Pojok NTB — Gubernur Nusa Tenggara Barat (NTB), Lalu Muhamad Iqbal, mengecam keras dugaan kasus kekerasan seksual terhadap dua santriwati yang diduga dilakukan pimpinan sebuah pondok pesantren di Kecamatan Sukamulia, Lombok Timur. Ia menegaskan, kekerasan seksual terhadap perempuan dan anak merupakan kejahatan serius yang sama sekali tidak dapat ditoleransi.
“NTB harus menjadi zona aman bagi anak-anak untuk tumbuh dan berkembang. Siapa pun pelakunya, kriminal tetap kriminal dan harus mempertanggungjawabkan perbuatannya di hadapan hukum,” tegas Gubernur Iqbal.

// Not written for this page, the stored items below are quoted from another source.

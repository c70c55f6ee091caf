//! Server startup and accept loop
//!
//! Binds the loopback listener and serves until interrupted. Every
//! accepted connection becomes an independent session task; a crashed or
//! stalled session never blocks acceptance of new ones.

use std::net::{Ipv4Addr, SocketAddr};
use std::sync::Arc;
use std::time::Duration;

use anyhow::Result;
use socket2::{Domain, Protocol, SockRef, Socket, TcpKeepalive, Type};
use tokio::net::{TcpListener, TcpStream};

use crate::config::{CliArgs, ConnConfig, Endpoint};
use crate::core::{session, SessionManager};
use crate::logger::log;

/// TCP keepalive interval. Dead peers are detected in ~45s (3 probes x 15s).
const TCP_KEEPALIVE_SECS: u64 = 15;

/// Shared state for the accept loop
pub struct Relay {
    /// The endpoint triple this instance serves
    pub endpoint: Endpoint,
    /// Connection performance configuration
    pub conn_config: ConnConfig,
    /// Active session tracking
    pub sessions: SessionManager,
}

impl Relay {
    pub fn new(endpoint: Endpoint, conn_config: ConnConfig) -> Self {
        Self {
            endpoint,
            conn_config,
            sessions: SessionManager::new(),
        }
    }
}

/// Bind the loopback listener with SO_REUSEADDR for fast restarts.
pub fn bind_listener(local_port: u16, backlog: i32) -> Result<TcpListener> {
    let addr = SocketAddr::from((Ipv4Addr::LOCALHOST, local_port));
    let socket = Socket::new(Domain::IPV4, Type::STREAM, Some(Protocol::TCP))?;
    // Allow immediate rebind after restart (skip TIME_WAIT)
    socket.set_reuse_address(true)?;
    socket.set_nonblocking(true)?;
    socket.bind(&addr.into())?;
    socket.listen(backlog)?;
    Ok(TcpListener::from_std(socket.into())?)
}

/// Build the relay state and serve until Ctrl-C.
pub async fn run(cli: CliArgs) -> Result<()> {
    let relay = Arc::new(Relay::new(cli.endpoint(), ConnConfig::from_cli(&cli)));
    let listener = bind_listener(relay.endpoint.local_port, relay.conn_config.tcp_backlog)?;
    serve(relay, listener).await
}

/// Run the accept loop on an already-bound listener.
///
/// Must run inside a `LocalSet`: sessions hold Lua handler state and are
/// spawned as local tasks.
pub async fn serve(relay: Arc<Relay>, listener: TcpListener) -> Result<()> {
    let local_addr = listener.local_addr()?;
    log::info!(
        address = %local_addr,
        endpoint = %relay.endpoint,
        plugin_dir = %relay.conn_config.plugin_dir.display(),
        "Relay started"
    );

    let shutdown = tokio::signal::ctrl_c();
    tokio::pin!(shutdown);

    loop {
        tokio::select! {
            accepted = listener.accept() => {
                match accepted {
                    Ok((stream, peer)) => {
                        let peer_addr = peer.to_string();
                        log::connection(&peer_addr, "new");
                        tune_stream(&stream, &relay.conn_config);

                        let relay = Arc::clone(&relay);
                        tokio::task::spawn_local(async move {
                            session::handle(relay, stream, peer_addr.clone()).await;
                            log::connection(&peer_addr, "closed");
                        });
                    }
                    Err(e) => {
                        log::error!(error = %e, "Failed to accept connection");
                    }
                }
            }
            _ = &mut shutdown => {
                let signalled = relay.sessions.shutdown_all();
                log::info!(sessions = signalled, "Shutdown signal received, stopping");
                break;
            }
        }
    }

    Ok(())
}

/// Apply latency and keepalive socket options.
pub(crate) fn tune_stream(stream: &TcpStream, config: &ConnConfig) {
    if config.tcp_nodelay {
        let _ = stream.set_nodelay(true);
    }

    // Detect dead peers even when a pipe is parked in a blocking read
    let keepalive = TcpKeepalive::new()
        .with_time(Duration::from_secs(TCP_KEEPALIVE_SECS))
        .with_interval(Duration::from_secs(TCP_KEEPALIVE_SECS));
    let _ = SockRef::from(stream).set_tcp_keepalive(&keepalive);
}

#[cfg(test)]
mod tests {
    use super::*;

    #[tokio::test]
    async fn test_bind_listener_ephemeral_port() {
        let listener = bind_listener(0, 16).unwrap();
        let addr = listener.local_addr().unwrap();
        assert_eq!(addr.ip(), std::net::IpAddr::from(Ipv4Addr::LOCALHOST));
        assert_ne!(addr.port(), 0);
    }

    #[tokio::test]
    async fn test_bind_listener_rejects_taken_port() {
        let first = bind_listener(0, 16).unwrap();
        let port = first.local_addr().unwrap().port();
        assert!(bind_listener(port, 16).is_err());
    }

    #[test]
    fn test_tcp_keepalive_interval() {
        // 3 probes × 15s interval = ~45s detection time
        let detection_time = TCP_KEEPALIVE_SECS * 3;
        assert!(
            detection_time <= 60,
            "keepalive detection should be under 60s"
        );
    }
}
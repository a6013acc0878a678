//! SQLite schema for historical race data.
//!
//! Tables:
//! - races: core race information
//! - horses: horse master with pedigree names
//! - race_results: one row per horse per race
//!
//! Dates are stored as YYYY-MM-DD text so lexicographic comparison matches
//! chronological order.

use rusqlite::{Connection, Result};

/// Create all tables and indexes if they do not exist.
pub fn create_tables(conn: &Connection) -> Result<()> {
    conn.execute(
        r#"
        CREATE TABLE IF NOT EXISTS races (
            race_id TEXT PRIMARY KEY,
            race_date TEXT NOT NULL,
            venue TEXT NOT NULL,
            race_number INTEGER NOT NULL,
            race_name TEXT NOT NULL,
            distance INTEGER NOT NULL,
            surface TEXT NOT NULL,
            track_condition TEXT,
            grade TEXT,
            weather TEXT
        )
        "#,
        [],
    )?;

    conn.execute(
        r#"
        CREATE TABLE IF NOT EXISTS horses (
            horse_id TEXT PRIMARY KEY,
            name TEXT NOT NULL,
            sex TEXT,
            birth_year INTEGER,
            sire TEXT,
            dam_sire TEXT
        )
        "#,
        [],
    )?;

    conn.execute(
        r#"
        CREATE TABLE IF NOT EXISTS race_results (
            id INTEGER PRIMARY KEY AUTOINCREMENT,
            race_id TEXT NOT NULL REFERENCES races(race_id),
            horse_id TEXT NOT NULL,
            finish_position INTEGER NOT NULL,
            bracket_number INTEGER NOT NULL,
            horse_number INTEGER NOT NULL,
            odds REAL,
            popularity INTEGER,
            weight INTEGER,
            weight_diff INTEGER,
            finish_time REAL,
            margin TEXT,
            last_3f REAL,
            sex TEXT,
            age INTEGER,
            impost REAL,
            passing_order TEXT,
            jockey_id TEXT,
            jockey_name TEXT,
            UNIQUE(race_id, horse_number)
        )
        "#,
        [],
    )?;

    conn.execute(
        "CREATE INDEX IF NOT EXISTS idx_races_date ON races(race_date)",
        [],
    )?;
    conn.execute(
        "CREATE INDEX IF NOT EXISTS idx_race_results_race ON race_results(race_id)",
        [],
    )?;
    conn.execute(
        "CREATE INDEX IF NOT EXISTS idx_race_results_horse ON race_results(horse_id)",
        [],
    )?;

    Ok(())
}
//! Backoff schedule for retryable fetch failures.

use tokio::time::Duration;

/// Fixed backoff delays with a bounded retry count.
#[derive(Debug, Clone)]
pub struct RetryPolicy {
    pub max_retries: u32,
    pub delays: [Duration; 3],
}

impl Default for RetryPolicy {
    fn default() -> Self {
        RetryPolicy {
            max_retries: 3,
            delays: [
                Duration::from_secs(5),
                Duration::from_secs(10),
                Duration::from_secs(30),
            ],
        }
    }
}

impl RetryPolicy {
    /// No waiting, no retrying. For tests and offline sources.
    pub fn none() -> Self {
        RetryPolicy {
            max_retries: 0,
            delays: [Duration::ZERO; 3],
        }
    }

    /// Delay before retry number `attempt` (0-based). Attempts past the
    /// schedule reuse the last delay.
    pub fn delay_for_attempt(&self, attempt: u32) -> Duration {
        let index = (attempt as usize).min(self.delays.len() - 1);
        self.delays[index]
    }
}

#[cfg(test)]
mod tests {
    use super::*;

    #[test]
    fn test_default_schedule() {
        let policy = RetryPolicy::default();
        assert_eq!(policy.max_retries, 3);
        assert_eq!(policy.delay_for_attempt(0), Duration::from_secs(5));
        assert_eq!(policy.delay_for_attempt(1), Duration::from_secs(10));
        assert_eq!(policy.delay_for_attempt(2), Duration::from_secs(30));
        // out-of-range attempts reuse the last delay
        assert_eq!(policy.delay_for_attempt(7), Duration::from_secs(30));
    }

    #[test]
    fn test_none_policy() {
        let policy = RetryPolicy::none();
        assert_eq!(policy.max_retries, 0);
        assert_eq!(policy.delay_for_attempt(0), Duration::ZERO);
    }
}
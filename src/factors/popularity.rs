//! Market factor: score from the target race's own odds or popularity rank.
//!
//! This is the one factor that reads current-race context only; prior-race
//! market data never enters it.

use crate::factors::{clamp_score, FactorContext};
use crate::types::PastPerformance;

/// With odds O: 100 - min(50, 10 * log10(O)). Without odds, fall back to the
/// popularity rank: (field - rank + 1) / field * 100. `None` when neither is
/// present.
pub fn score(_past: &[PastPerformance], ctx: &FactorContext) -> Option<f64> {
    if let Some(odds) = ctx.odds {
        if odds > 0.0 {
            let penalty = (10.0 * odds.log10()).min(50.0);
            return Some(clamp_score(100.0 - penalty));
        }
    }

    if let (Some(rank), true) = (ctx.popularity, ctx.field_size > 0) {
        if rank >= 1 && rank <= ctx.field_size {
            let relative = (ctx.field_size - rank + 1) as f64 / ctx.field_size as f64;
            return Some(clamp_score(relative * 100.0));
        }
    }

    None
}
//! Course-fit factor: top-3 rate under matching surface and distance.

use crate::factors::{clamp_score, FactorContext};
use crate::types::PastPerformance;

/// Distance tolerance around the target, in meters.
const DISTANCE_TOLERANCE: u32 = 100;

/// Minimum matching runs before the rate is meaningful.
const MIN_MATCHING: usize = 3;

/// Top-3 rate x 100 over past runs on the same surface within ±100 m of the
/// target distance. Requires at least three matching runs.
pub fn score(past: &[PastPerformance], ctx: &FactorContext) -> Option<f64> {
    let surface = ctx.surface?;
    let distance = ctx.distance?;

    let matching: Vec<&PastPerformance> = past
        .iter()
        .filter(|r| {
            !r.is_dnf()
                && r.surface == surface
                && r.distance.abs_diff(distance) <= DISTANCE_TOLERANCE
        })
        .collect();

    if matching.len() < MIN_MATCHING {
        return None;
    }

    let top3 = matching.iter().filter(|r| r.finish_position <= 3).count();
    Some(clamp_score(top3 as f64 / matching.len() as f64 * 100.0))
}

#[cfg(test)]
mod tests {
    use super::*;
    use crate::factors::tests::perf;
    use crate::types::Surface;

    fn ctx() -> FactorContext {
        FactorContext {
            surface: Some(Surface::Turf),
            distance: Some(2000),
            ..FactorContext::default()
        }
    }

    #[test]
    fn test_top3_rate() {
        // positions 1, 2, 8 on matching course -> 2/3
        let past = vec![perf(10, 1, 10), perf(20, 2, 10), perf(30, 8, 10)];
        let s = score(&past, &ctx()).unwrap();
        assert!((s - 66.666_666_666_666_67).abs() < 1e-9);
    }

    #[test]
    fn test_requires_three_matching_runs() {
        let past = vec![perf(10, 1, 10), perf(20, 1, 10)];
        assert_eq!(score(&past, &ctx()), None);
    }

    #[test]
    fn test_distance_tolerance_is_100m() {
        let mut near = perf(10, 1, 10);
        near.distance = 2100;
        let mut far = perf(20, 1, 10);
        far.distance = 2101;
        let past = vec![near.clone(), near.clone(), far, near];
        // the 2101 m run is outside tolerance; three matching runs remain
        assert_eq!(score(&past, &ctx()), Some(100.0));
    }

    #[test]
    fn test_surface_mismatch_excluded() {
        let mut dirt = perf(10, 1, 10);
        dirt.surface = Surface::Dirt;
        let past = vec![dirt.clone(), dirt.clone(), dirt];
        assert_eq!(score(&past, &ctx()), None);
    }

    #[test]
    fn test_missing_without_target_context() {
        let past = vec![perf(10, 1, 10), perf(20, 1, 10), perf(30, 1, 10)];
        let no_ctx = FactorContext::default();
        assert_eq!(score(&past, &no_ctx), None);
    }
}
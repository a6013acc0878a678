//! Bounded cache for factor scores.
//!
//! The walk-forward training scan recomputes the same horse histories over
//! and over; caching per-factor scores keyed by horse, history window and
//! race context removes the duplicate work. The cache is cleared on every
//! retrain.

use std::collections::{HashMap, VecDeque};
use std::hash::{Hash, Hasher};

use crate::factors::{self, FactorContext, FactorScores};
use crate::types::PastPerformance;

const DEFAULT_MAX_SIZE: usize = 100_000;

/// Cache hit/miss counters.
#[derive(Debug, Clone, Copy, Default, PartialEq)]
pub struct CacheStats {
    pub hits: u64,
    pub misses: u64,
    pub size: usize,
}

impl CacheStats {
    pub fn hit_rate(&self) -> f64 {
        let total = self.hits + self.misses;
        if total > 0 {
            self.hits as f64 / total as f64
        } else {
            0.0
        }
    }
}

/// Bounded map from factor-computation keys to scores. Oldest entries are
/// evicted first once the bound is reached.
pub struct FactorCache {
    entries: HashMap<u64, Option<f64>>,
    order: VecDeque<u64>,
    max_size: usize,
    hits: u64,
    misses: u64,
}

impl FactorCache {
    pub fn new(max_size: usize) -> Self {
        FactorCache {
            entries: HashMap::new(),
            order: VecDeque::new(),
            max_size,
            hits: 0,
            misses: 0,
        }
    }

    /// Outer Option is hit/miss; the inner one is the cached factor value
    /// (missing factors are cached too, to skip recomputation).
    pub fn get(&mut self, key: u64) -> Option<Option<f64>> {
        match self.entries.get(&key) {
            Some(value) => {
                self.hits += 1;
                Some(*value)
            }
            None => {
                self.misses += 1;
                None
            }
        }
    }

    pub fn insert(&mut self, key: u64, value: Option<f64>) {
        if self.entries.contains_key(&key) {
            self.entries.insert(key, value);
            return;
        }
        if self.entries.len() >= self.max_size {
            if let Some(oldest) = self.order.pop_front() {
                self.entries.remove(&oldest);
            }
        }
        self.entries.insert(key, value);
        self.order.push_back(key);
    }

    pub fn clear(&mut self) {
        self.entries.clear();
        self.order.clear();
        self.hits = 0;
        self.misses = 0;
    }

    pub fn stats(&self) -> CacheStats {
        CacheStats {
            hits: self.hits,
            misses: self.misses,
            size: self.entries.len(),
        }
    }
}

impl Default for FactorCache {
    fn default() -> Self {
        Self::new(DEFAULT_MAX_SIZE)
    }
}

/// Factor computation with a [`FactorCache`] in front of it.
pub struct CachedFactorCalculator {
    cache: FactorCache,
}

impl CachedFactorCalculator {
    pub fn new(cache: FactorCache) -> Self {
        CachedFactorCalculator { cache }
    }

    pub fn clear(&mut self) {
        self.cache.clear();
    }

    pub fn stats(&self) -> CacheStats {
        self.cache.stats()
    }

    /// Compute all seven factors, serving history-keyed factors from cache.
    /// The market factor (popularity) depends on per-race data and is never
    /// cached.
    pub fn calculate(
        &mut self,
        horse_id: &str,
        past: &[PastPerformance],
        ctx: &FactorContext,
    ) -> FactorScores {
        let history = history_key(horse_id, past);

        FactorScores {
            past_results: self.cached(key(b"past_results", history, 0), || {
                factors::past_results::score(past, ctx)
            }),
            course_fit: self.cached(key(b"course_fit", history, context_key(ctx)), || {
                factors::course_fit::score(past, ctx)
            }),
            time_index: self.cached(key(b"time_index", history, context_key(ctx)), || {
                factors::time_index::score(past, ctx)
            }),
            last_3f: self.cached(key(b"last_3f", history, 0), || {
                factors::last_3f::score(past, ctx)
            }),
            popularity: factors::popularity::score(past, ctx),
            pedigree: self.cached(key(b"pedigree", history, pedigree_key(ctx)), || {
                factors::pedigree::score(past, ctx)
            }),
            running_style: self.cached(key(b"running_style", history, context_key(ctx)), || {
                factors::running_style::score(past, ctx)
            }),
        }
    }

    fn cached(&mut self, key: u64, compute: impl FnOnce() -> Option<f64>) -> Option<f64> {
        if let Some(hit) = self.cache.get(key) {
            return hit;
        }
        let value = compute();
        self.cache.insert(key, value);
        value
    }
}

impl Default for CachedFactorCalculator {
    fn default() -> Self {
        Self::new(FactorCache::default())
    }
}

fn history_key(horse_id: &str, past: &[PastPerformance]) -> u64 {
    let mut hasher = std::collections::hash_map::DefaultHasher::new();
    horse_id.hash(&mut hasher);
    for run in past {
        run.race_id.hash(&mut hasher);
    }
    hasher.finish()
}

fn context_key(ctx: &FactorContext) -> u64 {
    let mut hasher = std::collections::hash_map::DefaultHasher::new();
    ctx.surface.map(|s| s.as_str()).hash(&mut hasher);
    ctx.distance.hash(&mut hasher);
    ctx.track_condition.as_str().hash(&mut hasher);
    ctx.venue.hash(&mut hasher);
    hasher.finish()
}

fn pedigree_key(ctx: &FactorContext) -> u64 {
    let mut hasher = std::collections::hash_map::DefaultHasher::new();
    context_key(ctx).hash(&mut hasher);
    ctx.sire.hash(&mut hasher);
    ctx.dam_sire.hash(&mut hasher);
    hasher.finish()
}

fn key(factor: &[u8], history: u64, context: u64) -> u64 {
    let mut hasher = std::collections::hash_map::DefaultHasher::new();
    factor.hash(&mut hasher);
    history.hash(&mut hasher);
    context.hash(&mut hasher);
    hasher.finish()
}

Meski peristiwa tersebut terjadi di lingkungan pesantren, Gubernur menekankan agar masyarakat tidak melakukan stigma negatif terhadap lembaga pesantren secara keseluruhan. Menurutnya, kasus ini merupakan perbuatan oknum dan harus diproses sebagai tanggung jawab individu pelaku, tanpa menggeneralisasi institusi pendidikan keagamaan.
Pemerintah Provinsi NTB, melalui Kepala Dinas Komunikasi, Informatika, dan Statistik NTB, Dr. Ahsanul Khalik, menyampaikan apresiasi dan dukungan penuh kepada Direktorat Reserse PPA dan PPO Polda NTB serta Lembaga Perlindungan Anak (LPA) Kota Mataram atas pengungkapan dan penanganan kasus tersebut.
Pemprov NTB berharap aparat penegak hukum menerapkan pasal-pasal yang memberatkan sesuai ketentuan perundang-undangan dan mengusut perkara ini secara menyeluruh, termasuk membuka kemungkinan adanya korban lain selain dua korban yang telah teridentifikasi.
Ahsanul Khalik menegaskan, Gubernur NTB memastikan kehadiran negara dalam melindungi korban dengan menjamin proses hukum berjalan adil, transparan, dan berpihak pada pemulihan korban.
Selain itu, Gubernur juga memerintahkan Dinas Sosial Pemberdayaan Perempuan dan Perlindungan Anak (Dinsos P3A) NTB bersama Rumah Sakit Mutiara Sukma untuk segera memberikan pendampingan menyeluruh kepada para korban, mencakup layanan psikologis, medis, dan sosial. Pendampingan dilakukan melalui koordinasi dengan LPA Kota Mataram serta Direktorat Reserse PPA dan PPO Polda NTB.
“Korban harus ditangani sebaik mungkin. Negara hadir untuk memulihkan trauma dan depresi agar mereka dapat kembali menjalani kehidupan secara bermartabat,” ujar Ahsanul Khalik.
Pemprov NTB juga menegaskan komitmen untuk melindungi identitas korban secara ketat demi menjaga keselamatan, privasi, serta mendukung proses pemulihan psikologis.
Masyarakat pun diimbau agar tidak takut melapor jika mengetahui atau mengalami kekerasan seksual, khususnya yang menimpa perempuan dan anak. Partisipasi publik dinilai penting untuk memutus mata rantai kekerasan dan mencegah munculnya korban baru.
Ke depan, Pemprov NTB bersama pemerintah kabupaten/kota akan memperkuat langkah pencegahan melalui edukasi, pengawasan, serta penguatan sistem perlindungan anak di lingkungan pendidikan dan keagamaan, dengan meningkatkan koordinasi lintas sektor.
Gubernur Iqbal menegaskan, Pemerintah Provinsi NTB akan mengawal penanganan kasus ini hingga tuntas, memastikan korban mendapatkan perlindungan maksimal, dan menegaskan tidak ada ruang toleransi bagi pelaku kekerasan seksual.
“Tidak boleh ada pembiaran. Kekerasan seksual adalah kejahatan kemanusiaan, dan negara harus berdiri di sisi korban,” pungkasnya.